**Assigned task:**
Line by line, return the material below exactly as it reads.

#### Dataset entries ####

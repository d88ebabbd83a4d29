//! Data Transfer Objects
//!
//! Request and response types for the API endpoints.
//! These types are serialized/deserialized to/from JSON.

use serde::{Deserialize, Serialize};

use crate::contacts::RowError;
use crate::report::ReportDefinition;
use crate::schema::EntityDef;
use crate::store::Contact;

// ============================================
// CONTACT DTOs
// ============================================

/// List contacts response
#[derive(Debug, Serialize)]
pub struct ContactListResponse {
    pub contacts: Vec<Contact>,
    pub total: usize,
}

/// CSV import response
#[derive(Debug, Serialize)]
pub struct ImportResponse {
    /// "ok" or "partial"
    pub status: String,
    pub imported: usize,
    pub failed: usize,
    #[serde(skip_serializing_if = "Vec::is_empty")]
    pub errors: Vec<RowError>,
}

/// Tag edit request
#[derive(Debug, Deserialize)]
pub struct TagRequest {
    pub tag: String,
}

// ============================================
// REPORT DTOs
// ============================================

/// Saved report list query parameters
#[derive(Debug, Default, Deserialize)]
pub struct ReportListParams {
    #[serde(default)]
    pub search: Option<String>,
}

/// List reports response
#[derive(Debug, Serialize)]
pub struct ReportListResponse {
    pub reports: Vec<ReportDefinition>,
    pub total: usize,
}

/// Templates response
#[derive(Debug, Serialize)]
pub struct TemplateListResponse {
    pub templates: Vec<ReportDefinition>,
}

/// Preview request: a definition plus an optional filter expression
/// that is parsed and appended to the definition's filters
#[derive(Debug, Deserialize)]
#[serde(rename_all = "camelCase")]
pub struct PreviewRequest {
    #[serde(flatten)]
    pub definition: ReportDefinition,
    #[serde(default)]
    pub filter_expression: Option<String>,
}

// ============================================
// SCHEMA DTOs
// ============================================

/// Entity catalog response
#[derive(Debug, Serialize)]
pub struct SchemaResponse {
    pub entities: &'static [EntityDef],
}

// ============================================
// HEALTH DTOs
// ============================================

/// Full health check response
#[derive(Debug, Serialize)]
pub struct HealthResponse {
    /// Overall status: healthy, unhealthy
    pub status: String,
    /// Storage status
    pub storage: String,
    pub contacts: usize,
    pub reports: usize,
    /// Server uptime in seconds
    pub uptime_seconds: u64,
    /// Application version
    pub version: String,
}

####

**Task response:**
repository d88ebabbd83a4d29
//! Data Transfer Objects
//!
//! Request and response types for the API endpoints.
//! These types are serialized/deserialized to/from JSON.

use serde::{Deserialize, Serialize};

use crate::contacts::RowError;
use crate::report::ReportDefinition;
use crate::schema::EntityDef;
use crate::store::Contact;

// ============================================
// CONTACT DTOs
// ============================================

/// List contacts response
#[derive(Debug, Serialize)]
pub struct ContactListResponse {
    pub contacts: Vec<Contact>,
    pub total: usize,
}

/// CSV import response
#[derive(Debug, Serialize)]
pub struct ImportResponse {
    /// "ok" or "partial"
    pub status: String,
    pub imported: usize,
    pub failed: usize,
    #[serde(skip_serializing_if = "Vec::is_empty")]
    pub errors: Vec<RowError>,
}

/// Tag edit request
#[derive(Debug, Deserialize)]
pub struct TagRequest {
    pub tag: String,
}

// ============================================
// REPORT DTOs
// ============================================

/// Saved report list query parameters
#[derive(Debug, Default, Deserialize)]
pub struct ReportListParams {
    #[serde(default)]
    pub search: Option<String>,
}

/// List reports response
#[derive(Debug, Serialize)]
pub struct ReportListResponse {
    pub reports: Vec<ReportDefinition>,
    pub total: usize,
}

/// Templates response
#[derive(Debug, Serialize)]
pub struct TemplateListResponse {
    pub templates: Vec<ReportDefinition>,
}

/// Preview request: a definition plus an optional filter expression
/// that is parsed and appended to the definition's filters
#[derive(Debug, Deserialize)]
#[serde(rename_all = "camelCase")]
pub struct PreviewRequest {
    #[serde(flatten)]
    pub definition: ReportDefinition,
    #[serde(default)]
    pub filter_expression: Option<String>,
}

// ============================================
// SCHEMA DTOs
// ============================================

/// Entity catalog response
#[derive(Debug, Serialize)]
pub struct SchemaResponse {
    pub entities: &'static [EntityDef],
}

// ============================================
// HEALTH DTOs
// ============================================

/// Full health check response
#[derive(Debug, Serialize)]
pub struct HealthResponse {
    /// Overall status: healthy, unhealthy
    pub status: String,
    /// Storage status
    pub storage: String,
    pub contacts: usize,
    pub reports: usize,
    /// Server uptime in seconds
    pub uptime_seconds: u64,
    /// Application version
    pub version: String,
}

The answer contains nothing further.